La crescita dei prezzi al consumo accelera per tutti i gruppi di famiglie, ma a pagare di più, sottolinea l’Istat, sono le famiglie meno abbienti (+11,6%), tanto che la forbice con le famiglie con maggiore capacità di spesa continua ad ampliarsi (per questo gruppo, +7,6%). In misura minore rispetto ai beni del carrello della spesa, contribuiscono all’accelerazione dell’inflazione anche i prezzi dei beni non durevoli (da +3,8% a +4,6%) e dei beni semidurevoli (da+2,3% a +2,8%). Pur rallentando di poco, continuano a crescere in misura molto ampia, i prezzi dei beni energetici (da +44,9% di agosto a +44,5%); decelerano i prezzi dei servizi relativi ai trasporti (da +8,4% a +7,2%).
Secondo il Codacons, l’inflazione all’8,9% su base annua determina una stangata per gli italiani, considerata la totalità dei consumi di una famiglia ”tipo”, pari a +2.734 euro annui, conto che sale a +3.551 euro per una famiglia con due figli. ”Siamo di fronte ad uno tsunami economico senza precedenti, e la crescita dei prezzi al dettaglio è destinata purtroppo ad aggravarsi nelle prossime settimane – sottolinea il presidente Carlo Rienzi – I rialzi di benzina e gasolio, i cui listini alla pompa sono tornati a salire negli ultimi giorni, assieme ai maxi-aumenti del +59% delle bollette elettriche scattati a ottobre e ai nuovi incrementi del gas alle porte, avranno effetti diretti sui prezzi al dettaglio, portando a nuovi rincari a danno dei consumatori”.

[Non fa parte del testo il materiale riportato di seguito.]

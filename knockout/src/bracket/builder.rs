//! Bracket builder: persists the complete slot tree of a tournament.

use super::byes;
use super::draw::Draw;
use super::errors::{BracketError, BracketResult};
use super::models::{CompetitorId, Group, Tournament};
use super::plan::{BracketPlan, split_groups};
use crate::db::StoreTx;

/// Minimum competitors for a bracket
pub const MIN_COMPETITORS: usize = 2;

/// Shape of a freshly built bracket
#[derive(Debug, Clone, Copy, PartialEq, Eq)]
pub struct BuildSummary {
    pub competitors: usize,
    pub first_round: i32,
    pub slot_count: usize,
    pub structural_byes: usize,
}

/// Build the whole bracket of `tournament` inside `tx`.
///
/// Creates every slot, flags the structural byes and marks the tournament
/// bracketed. The caller commits; nothing is visible before that.
///
/// # Errors
///
/// * `BracketError::TournamentAlreadyBracketed` - Bracket already exists
/// * `BracketError::InsufficientCompetitors` - Fewer than two competitors
pub(crate) async fn build(
    tx: &mut dyn StoreTx,
    tournament: &Tournament,
    draw: &mut Draw,
) -> BracketResult<BuildSummary> {
    if tournament.is_bracketed {
        return Err(BracketError::TournamentAlreadyBracketed(tournament.id));
    }

    let competitors: Vec<CompetitorId> = tx
        .list_competitors(tournament.id)
        .await?
        .into_iter()
        .map(|c| c.id)
        .collect();

    if competitors.len() < MIN_COMPETITORS {
        return Err(BracketError::InsufficientCompetitors {
            needed: MIN_COMPETITORS,
            current: competitors.len(),
        });
    }

    let plan = BracketPlan::new(tournament.id, &competitors, draw);
    tx.create_slots(&plan.slots).await?;

    let (group_a, group_b) = split_groups(&competitors);
    let structural_byes = byes::mark_structural_byes(
        tx,
        tournament.id,
        plan.first_round,
        [(Group::A, group_a.len()), (Group::B, group_b.len())],
        draw,
    )
    .await?;

    tx.set_bracketed(tournament.id).await?;

    let summary = BuildSummary {
        competitors: competitors.len(),
        first_round: plan.first_round,
        slot_count: plan.slots.len(),
        structural_byes,
    };

    log::info!(
        "Tournament {}: bracket built for {} competitors ({} slots, first round {}, {} byes)",
        tournament.id,
        summary.competitors,
        summary.slot_count,
        summary.first_round,
        summary.structural_byes
    );

    Ok(summary)
}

Per Coldiretti, i rincari della spesa alimentare costeranno alle famiglie italiane 650 euro in più per imbandire la tavola durante l’anno a causa dell’esplosivo impatto dei costi energetici sulla filiera agroalimentare. In cima alla classifica dei rincari, stando a un’analisi dell’organizzazione, con un +60,5% ci sono gli oli di semi, soprattutto quello di girasole, che risente della guerra in Ucraina che è uno dei principali produttori, mentre al secondo posto c’è il burro in crescita del 38,1% e al terzo la margarina (+26,5%). Seguono il riso con un +26,4%, spinto anche dal crollo della produzione nazionale a causa della siccità, e il latte uht (+24,5%), davanti a farina (+24,2%) e pasta (+21,6%) mentre nelle campagne il prezzo del grano non copre i costi di produzione degli agricoltori. I vegetali freschi – continua la Coldiretti – aumentano del 16,7% e la frutta del 7,9% con effetti negativi sui consumi. A causa dei rincari più di un italiano su due (51%) taglia la spesa nel carrello, mentre un altro 18% di cittadini dichiara di aver ridotto la qualità degli acquisti, costretto ad orientarsi verso prodotti low cost per arrivare a fine mese, mentre un 31% di cittadini non ha modificato le abitudini di spesa.